(Beginning of RECORDS FOR THIS TASK)

use std::fmt::Write;
use crate::{Field, LayoutError, Register, RegisterFamily};

/// `BC` -> `Bc`, `status reg` -> `StatusReg`.
fn type_name(name: &str) -> String {
    let mut out = String::new();
    for part in name.split(|c: char| !c.is_ascii_alphanumeric()).filter(|p| !p.is_empty()) {
        let mut chars = part.chars();
        if let Some(first) = chars.next() {
            out.push(first.to_ascii_uppercase());
            out.extend(chars.map(|c| c.to_ascii_lowercase()));
        }
    }
    if out.starts_with(|c: char| c.is_ascii_digit()) {
        out.insert(0, 'R');
    }
    out
}

fn method_name(name: &str) -> String {
    name.chars()
        .map(|c| if c.is_ascii_alphanumeric() { c.to_ascii_lowercase() } else { '_' })
        .collect()
}

impl Field {
    /// Source text of a `get_<field>` method over a `raw: u<size>` value.
    pub fn create_get_method(&self, size: u8) -> Result<String, LayoutError> {
        let field = self.bit_field(size)?;
        let name = method_name(&self.name);
        let mask = field.mask();
        let lsb = field.lsb();
        Ok(if self.is_negative() {
            // Shift the field up against the sign bit, then back down arithmetically.
            let spare = u32::from(size) - field.width();
            format!(
                "    pub fn get_{name}(&self) -> i{size} {{\n\
                 \x20       (((self.raw >> {lsb}) & {mask:#x}) as i{size}) << {spare} >> {spare}\n\
                 \x20   }}\n"
            )
        } else {
            format!(
                "    pub fn get_{name}(&self) -> u{size} {{\n\
                 \x20       (self.raw >> {lsb}) & {mask:#x}\n\
                 \x20   }}\n"
            )
        })
    }

    /// Source text of a `set_<field>` method. The generated method leaves
    /// `raw` untouched when the value is out of range.
    pub fn create_set_method(&self, size: u8) -> Result<String, LayoutError> {
        let field = self.bit_field(size)?;
        let name = method_name(&self.name);
        let mask = field.mask();
        let lsb = field.lsb();
        let (min, max) = (*field.range().start(), *field.range().end());
        let full_width = field.width() == u32::from(size);
        let (operand, check) = if self.is_negative() {
            let check = format!("value < {min} || value > {max}");
            (format!("i{size}"), check)
        } else {
            (format!("u{size}"), format!("value > {max:#x}"))
        };
        let mut out = format!(
            "    pub fn set_{name}(&mut self, value: {operand}) -> Result<(), halfreg::RangeViolation> {{\n"
        );
        if !full_width {
            out.push_str(&format!(
                "        if {check} {{\n\
                 \x20           return Err(halfreg::RangeViolation {{ value: i128::from(value), min: {min}, max: {max} }});\n\
                 \x20       }}\n"
            ));
        }
        out.push_str(&format!(
            "        let bits = (value as u{size}) & {mask:#x};\n\
             \x20       self.raw = (self.raw & !({mask:#x} << {lsb})) | (bits << {lsb});\n\
             \x20       Ok(())\n\
             \x20   }}\n"
        ));
        Ok(out)
    }
}

impl Register {
    /// Source text of a struct wrapping the raw value, with one getter per
    /// readable field and one setter per writable field.
    pub fn generate_accessors(&self) -> Result<String, LayoutError> {
        self.is_valid()?;
        let mut out = String::new();
        let ty = type_name(&self.name);
        // Writing to a String never fails.
        let _ = writeln!(out, "/// {} ({}-bit register)", self.name, self.size);
        let _ = writeln!(out, "#[derive(Debug, Default, Clone, Copy, PartialEq, Eq)]");
        let _ = writeln!(out, "pub struct {} {{\n    pub raw: u{},\n}}\n", ty, self.size);
        let _ = writeln!(out, "impl {} {{", ty);
        for field in &self.fields {
            if field.read {
                out.push_str(&field.create_get_method(self.size)?);
            }
            if field.write {
                out.push_str(&field.create_set_method(self.size)?);
            }
        }
        out.push_str("}\n");
        Ok(out)
    }
}

impl RegisterFamily {
    /// Source text for every register of the family, in declaration order.
    pub fn generate(&self) -> Result<String, LayoutError> {
        let mut out = format!("// Register family {}\n", self.register_family);
        for register in &self.registers {
            debug!("Generating accessors for {}", register.name);
            out.push('\n');
            out.push_str(&register.generate_accessors()?);
        }
        Ok(out)
    }
}

#[test]
fn test_names() {
    assert_eq!(type_name("BC"), "Bc");
    assert_eq!(type_name("status reg"), "StatusReg");
    assert_eq!(type_name("8bit"), "R8bit");
    assert_eq!(method_name("Carry-Flag"), "carry_flag");
}

#[test]
fn test_signed_nibble_methods() {
    let field = Field::new("low", 0, 3, true);
    assert_eq!(
        field.create_get_method(8).unwrap(),
        "    pub fn get_low(&self) -> i8 {\n        (((self.raw >> 0) & 0xf) as i8) << 4 >> 4\n    }\n"
    );
    let set = field.create_set_method(8).unwrap();
    assert!(set.contains("pub fn set_low(&mut self, value: i8)"));
    assert!(set.contains("if value < -8 || value > 7 {"));
    assert!(set.contains("min: -8, max: 7"));
}

#[test]
fn test_full_width_setter_has_no_check() {
    let field = Field::new("all", 0, 15, false);
    let set = field.create_set_method(16).unwrap();
    assert!(!set.contains("return Err"));
    assert!(set.contains("let bits = (value as u16) & 0xffff;"));
}
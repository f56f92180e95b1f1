use std::io::prelude::*;
use std::io;
use byteorder::{ByteOrder, ReadBytesExt, WriteBytesExt};
use crate::{SplitRegister, Signedness, Word};

/// A word that can be loaded from and stored to a byte stream.
pub trait WordRw: Sized {
    fn read_word<B: ByteOrder, R: Read>(reader: &mut R) -> io::Result<Self>;
    fn write_word<B: ByteOrder, W: Write>(&self, writer: &mut W) -> io::Result<()>;
}

impl WordRw for u8 {
    fn read_word<B: ByteOrder, R: Read>(reader: &mut R) -> io::Result<Self> {
        reader.read_u8()
    }
    fn write_word<B: ByteOrder, W: Write>(&self, writer: &mut W) -> io::Result<()> {
        writer.write_u8(*self)
    }
}

macro_rules! word_rw_impl {
    ($($t:ty => $read:ident, $write:ident;)*) => {
        $(
            impl WordRw for $t {
                fn read_word<B: ByteOrder, R: Read>(reader: &mut R) -> io::Result<Self> {
                    reader.$read::<B>()
                }
                fn write_word<B: ByteOrder, W: Write>(&self, writer: &mut W) -> io::Result<()> {
                    writer.$write::<B>(*self)
                }
            }
        )*
    };
}

word_rw_impl! {
    u16 => read_u16, write_u16;
    u32 => read_u32, write_u32;
    u64 => read_u64, write_u64;
}

impl<W: Word, S: Signedness> SplitRegister<W, S> {
    /// Loads a whole register value of `WIDTH / 8` bytes.
    ///
    /// Like `set_register_value`, the loaded value is not checked.
    pub fn read<B: ByteOrder, R: Read>(reader: &mut R) -> io::Result<Self> {
        let value = W::read_word::<B, R>(reader)?;
        debug!("Loaded {}-bit register value {:#x}", W::BITS, value);
        Ok(Self::with_value(value))
    }
    /// Stores the whole register value as `WIDTH / 8` bytes.
    pub fn write<B: ByteOrder, Wr: Write>(&self, writer: &mut Wr) -> io::Result<()> {
        let value = self.get_register_value();
        debug!("Storing {}-bit register value {:#x}", W::BITS, value);
        value.write_word::<B, Wr>(writer)
    }
    /// Reloads the value in place. On error the register keeps its old value.
    pub fn load<B: ByteOrder, R: Read>(&mut self, reader: &mut R) -> io::Result<()> {
        let value = W::read_word::<B, R>(reader)?;
        self.set_register_value(value);
        Ok(())
    }
}

#[test]
fn test_round_trip_byte_orders() {
    use byteorder::{BigEndian as BE, LittleEndian as LE};
    let reg = crate::HighLow32::with_value(0x1234_5678);
    let mut le = Vec::new();
    reg.write::<LE, _>(&mut le).unwrap();
    assert_eq!(le, [0x78, 0x56, 0x34, 0x12]);
    let mut be = Vec::new();
    reg.write::<BE, _>(&mut be).unwrap();
    assert_eq!(be, [0x12, 0x34, 0x56, 0x78]);
    let back = crate::HighLow32::read::<BE, _>(&mut &be[..]).unwrap();
    assert_eq!(back.halves(), (0x1234, 0x5678));
}

#[test]
fn test_short_read_keeps_value() {
    use byteorder::LittleEndian as LE;
    let mut reg = crate::NegHighLow16::with_value(0xBEEF);
    let short = [0x01u8];
    assert!(reg.load::<LE, _>(&mut &short[..]).is_err());
    assert_eq!(reg.get_register_value(), 0xBEEF);
}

(End of RECORDS FOR THIS TASK)

■ **TASK OBJECTIVE**
Using the entries above, give again each line from the one containing "assert_eq!(back.halves(), (0x1234, 0x5678));" through the last line, exactly and only those.

■ **OUTPUT OF THE EXERCISE**
    assert_eq!(back.halves(), (0x1234, 0x5678));
}

#[test]
fn test_short_read_keeps_value() {
    use byteorder::LittleEndian as LE;
    let mut reg = crate::NegHighLow16::with_value(0xBEEF);
    let short = [0x01u8];
    assert!(reg.load::<LE, _>(&mut &short[..]).is_err());
    assert_eq!(reg.get_register_value(), 0xBEEF);
}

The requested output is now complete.